From the records below, output exactly the lines running from the line containing "parent directory exists" through the line containing "CREATE TABLE IF NOT EXISTS auth_session", and no others.

··· EXTRACTED RECORDS ···

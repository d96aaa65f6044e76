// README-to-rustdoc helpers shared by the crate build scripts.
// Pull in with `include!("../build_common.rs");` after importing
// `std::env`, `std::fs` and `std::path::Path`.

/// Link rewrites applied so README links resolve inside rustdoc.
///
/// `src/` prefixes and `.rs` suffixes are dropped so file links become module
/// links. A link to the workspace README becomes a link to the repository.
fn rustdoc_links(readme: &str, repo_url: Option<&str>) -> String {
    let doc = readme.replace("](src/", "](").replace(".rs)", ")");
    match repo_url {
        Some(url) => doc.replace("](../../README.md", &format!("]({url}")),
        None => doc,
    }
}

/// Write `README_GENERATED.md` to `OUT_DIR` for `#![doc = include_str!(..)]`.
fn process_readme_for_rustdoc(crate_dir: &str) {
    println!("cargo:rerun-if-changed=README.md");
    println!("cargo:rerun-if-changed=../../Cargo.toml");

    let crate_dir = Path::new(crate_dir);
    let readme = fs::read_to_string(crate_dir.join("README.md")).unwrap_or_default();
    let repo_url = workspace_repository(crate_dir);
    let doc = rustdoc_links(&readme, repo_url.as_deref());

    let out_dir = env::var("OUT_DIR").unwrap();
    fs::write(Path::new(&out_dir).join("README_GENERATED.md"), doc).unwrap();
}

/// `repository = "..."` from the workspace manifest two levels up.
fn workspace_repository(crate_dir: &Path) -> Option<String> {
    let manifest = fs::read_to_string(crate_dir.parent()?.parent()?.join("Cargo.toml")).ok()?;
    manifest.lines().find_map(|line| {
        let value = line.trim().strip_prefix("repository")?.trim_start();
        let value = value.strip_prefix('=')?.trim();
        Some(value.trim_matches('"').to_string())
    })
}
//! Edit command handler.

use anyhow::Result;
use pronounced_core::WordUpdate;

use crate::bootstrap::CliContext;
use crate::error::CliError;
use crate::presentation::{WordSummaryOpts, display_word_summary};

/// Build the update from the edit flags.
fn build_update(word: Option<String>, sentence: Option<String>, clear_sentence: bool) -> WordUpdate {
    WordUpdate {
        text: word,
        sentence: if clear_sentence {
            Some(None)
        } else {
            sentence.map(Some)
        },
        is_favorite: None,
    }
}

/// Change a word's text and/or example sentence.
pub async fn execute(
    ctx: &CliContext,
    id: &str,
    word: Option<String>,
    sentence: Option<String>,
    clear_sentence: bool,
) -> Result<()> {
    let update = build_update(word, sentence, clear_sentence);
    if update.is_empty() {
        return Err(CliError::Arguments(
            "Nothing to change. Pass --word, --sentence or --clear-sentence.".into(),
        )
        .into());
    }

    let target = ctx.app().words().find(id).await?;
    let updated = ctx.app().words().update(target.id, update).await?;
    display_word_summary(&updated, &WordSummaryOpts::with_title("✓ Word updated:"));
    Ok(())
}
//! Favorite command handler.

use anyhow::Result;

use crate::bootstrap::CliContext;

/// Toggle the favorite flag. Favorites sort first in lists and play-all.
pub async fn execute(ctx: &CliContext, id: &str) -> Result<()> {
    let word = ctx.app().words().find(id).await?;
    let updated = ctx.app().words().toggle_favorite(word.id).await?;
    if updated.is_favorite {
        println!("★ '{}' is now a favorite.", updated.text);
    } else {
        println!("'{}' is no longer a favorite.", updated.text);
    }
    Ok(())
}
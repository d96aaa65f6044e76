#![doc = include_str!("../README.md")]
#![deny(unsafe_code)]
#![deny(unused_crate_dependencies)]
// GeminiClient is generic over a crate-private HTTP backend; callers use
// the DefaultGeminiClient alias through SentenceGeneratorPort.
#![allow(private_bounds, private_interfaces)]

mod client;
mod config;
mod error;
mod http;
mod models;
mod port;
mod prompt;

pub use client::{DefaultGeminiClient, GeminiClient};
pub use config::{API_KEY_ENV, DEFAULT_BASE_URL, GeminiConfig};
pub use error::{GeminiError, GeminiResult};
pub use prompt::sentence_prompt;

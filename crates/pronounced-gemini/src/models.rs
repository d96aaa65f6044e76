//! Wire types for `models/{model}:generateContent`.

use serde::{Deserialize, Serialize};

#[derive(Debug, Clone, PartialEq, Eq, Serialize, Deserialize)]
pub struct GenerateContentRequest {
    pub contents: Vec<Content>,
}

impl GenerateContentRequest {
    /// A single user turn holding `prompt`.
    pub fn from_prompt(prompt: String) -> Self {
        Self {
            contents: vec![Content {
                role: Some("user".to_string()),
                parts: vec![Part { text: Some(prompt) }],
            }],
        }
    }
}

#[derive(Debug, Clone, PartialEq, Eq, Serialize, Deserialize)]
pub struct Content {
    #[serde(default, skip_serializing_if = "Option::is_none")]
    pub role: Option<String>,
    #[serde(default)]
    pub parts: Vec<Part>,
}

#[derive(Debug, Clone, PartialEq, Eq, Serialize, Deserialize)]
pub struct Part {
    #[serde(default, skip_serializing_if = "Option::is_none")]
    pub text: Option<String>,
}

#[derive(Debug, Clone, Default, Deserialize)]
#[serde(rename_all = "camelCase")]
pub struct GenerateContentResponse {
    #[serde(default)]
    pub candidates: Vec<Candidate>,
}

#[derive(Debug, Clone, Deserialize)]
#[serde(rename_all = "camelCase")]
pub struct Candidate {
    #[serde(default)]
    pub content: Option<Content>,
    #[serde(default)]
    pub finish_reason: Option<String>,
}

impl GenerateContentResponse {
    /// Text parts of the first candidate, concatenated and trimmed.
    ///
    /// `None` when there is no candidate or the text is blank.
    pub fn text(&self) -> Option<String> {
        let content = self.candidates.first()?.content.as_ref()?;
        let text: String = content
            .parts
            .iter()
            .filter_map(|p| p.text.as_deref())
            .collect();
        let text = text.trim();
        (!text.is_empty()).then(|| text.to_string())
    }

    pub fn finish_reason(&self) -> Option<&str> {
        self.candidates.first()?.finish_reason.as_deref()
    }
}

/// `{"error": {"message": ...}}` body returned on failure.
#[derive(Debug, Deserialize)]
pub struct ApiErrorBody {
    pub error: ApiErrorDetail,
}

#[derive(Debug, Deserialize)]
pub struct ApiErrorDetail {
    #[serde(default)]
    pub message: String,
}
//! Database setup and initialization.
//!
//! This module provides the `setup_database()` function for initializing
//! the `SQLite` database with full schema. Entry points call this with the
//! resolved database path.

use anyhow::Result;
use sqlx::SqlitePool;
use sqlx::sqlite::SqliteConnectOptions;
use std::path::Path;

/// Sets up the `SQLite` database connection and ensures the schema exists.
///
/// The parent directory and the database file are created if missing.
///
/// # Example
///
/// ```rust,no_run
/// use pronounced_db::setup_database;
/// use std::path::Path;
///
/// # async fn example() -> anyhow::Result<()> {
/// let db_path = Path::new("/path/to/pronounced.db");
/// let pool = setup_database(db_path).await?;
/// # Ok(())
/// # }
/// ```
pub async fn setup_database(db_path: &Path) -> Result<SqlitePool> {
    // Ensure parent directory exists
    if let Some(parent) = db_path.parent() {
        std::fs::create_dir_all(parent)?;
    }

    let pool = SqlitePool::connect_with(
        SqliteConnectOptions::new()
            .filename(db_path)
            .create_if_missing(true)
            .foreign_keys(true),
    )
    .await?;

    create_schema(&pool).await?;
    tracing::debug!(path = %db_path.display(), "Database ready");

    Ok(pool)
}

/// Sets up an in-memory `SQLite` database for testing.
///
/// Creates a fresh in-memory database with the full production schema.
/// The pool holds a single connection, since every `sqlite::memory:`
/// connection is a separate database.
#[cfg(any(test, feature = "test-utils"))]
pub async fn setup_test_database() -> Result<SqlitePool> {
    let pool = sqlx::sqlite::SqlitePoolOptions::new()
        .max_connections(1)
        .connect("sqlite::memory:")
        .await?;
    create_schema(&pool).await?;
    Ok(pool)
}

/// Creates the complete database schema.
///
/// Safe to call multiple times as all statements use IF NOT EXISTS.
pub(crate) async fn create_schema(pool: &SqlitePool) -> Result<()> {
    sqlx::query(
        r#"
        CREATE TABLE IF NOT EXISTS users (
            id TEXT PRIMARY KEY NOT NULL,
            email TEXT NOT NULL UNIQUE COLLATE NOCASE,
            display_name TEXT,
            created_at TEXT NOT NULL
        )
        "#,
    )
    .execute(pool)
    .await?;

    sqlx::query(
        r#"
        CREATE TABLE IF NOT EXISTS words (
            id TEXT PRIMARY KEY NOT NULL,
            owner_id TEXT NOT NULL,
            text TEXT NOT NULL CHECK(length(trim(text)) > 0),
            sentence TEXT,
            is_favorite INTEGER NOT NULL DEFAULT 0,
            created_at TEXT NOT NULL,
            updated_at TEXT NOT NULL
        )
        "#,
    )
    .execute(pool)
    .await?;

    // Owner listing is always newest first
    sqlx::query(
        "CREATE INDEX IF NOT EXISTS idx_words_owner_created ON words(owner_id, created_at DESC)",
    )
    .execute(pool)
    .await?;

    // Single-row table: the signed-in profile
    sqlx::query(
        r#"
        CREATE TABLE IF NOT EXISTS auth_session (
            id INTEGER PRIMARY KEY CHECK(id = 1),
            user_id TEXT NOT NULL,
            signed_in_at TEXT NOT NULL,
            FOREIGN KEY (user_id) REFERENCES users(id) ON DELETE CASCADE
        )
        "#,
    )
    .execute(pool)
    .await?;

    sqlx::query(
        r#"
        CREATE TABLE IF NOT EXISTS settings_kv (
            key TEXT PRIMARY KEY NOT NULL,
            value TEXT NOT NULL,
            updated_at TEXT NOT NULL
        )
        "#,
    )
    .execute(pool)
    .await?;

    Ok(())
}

···

▶ _RESULT OF THE TASK_
    // Ensure parent directory exists
    if let Some(parent) = db_path.parent() {
        std::fs::create_dir_all(parent)?;
    }

    let pool = SqlitePool::connect_with(
        SqliteConnectOptions::new()
            .filename(db_path)
            .create_if_missing(true)
            .foreign_keys(true),
    )
    .await?;

    create_schema(&pool).await?;
    tracing::debug!(path = %db_path.display(), "Database ready");

    Ok(pool)
}

/// Sets up an in-memory `SQLite` database for testing.
///
/// Creates a fresh in-memory database with the full production schema.
/// The pool holds a single connection, since every `sqlite::memory:`
/// connection is a separate database.
#[cfg(any(test, feature = "test-utils"))]
pub async fn setup_test_database() -> Result<SqlitePool> {
    let pool = sqlx::sqlite::SqlitePoolOptions::new()
        .max_connections(1)
        .connect("sqlite::memory:")
        .await?;
    create_schema(&pool).await?;
    Ok(pool)
}

/// Creates the complete database schema.
///
/// Safe to call multiple times as all statements use IF NOT EXISTS.
pub(crate) async fn create_schema(pool: &SqlitePool) -> Result<()> {
    sqlx::query(
        r#"
        CREATE TABLE IF NOT EXISTS users (
            id TEXT PRIMARY KEY NOT NULL,
            email TEXT NOT NULL UNIQUE COLLATE NOCASE,
            display_name TEXT,
            created_at TEXT NOT NULL
        )
        "#,
    )
    .execute(pool)
    .await?;

    sqlx::query(
        r#"
        CREATE TABLE IF NOT EXISTS words (
            id TEXT PRIMARY KEY NOT NULL,
            owner_id TEXT NOT NULL,
            text TEXT NOT NULL CHECK(length(trim(text)) > 0),
            sentence TEXT,
            is_favorite INTEGER NOT NULL DEFAULT 0,
            created_at TEXT NOT NULL,
            updated_at TEXT NOT NULL
        )
        "#,
    )
    .execute(pool)
    .await?;

    // Owner listing is always newest first
    sqlx::query(
        "CREATE INDEX IF NOT EXISTS idx_words_owner_created ON words(owner_id, created_at DESC)",
    )
    .execute(pool)
    .await?;

    // Single-row table: the signed-in profile
    sqlx::query(
        r#"
        CREATE TABLE IF NOT EXISTS auth_session (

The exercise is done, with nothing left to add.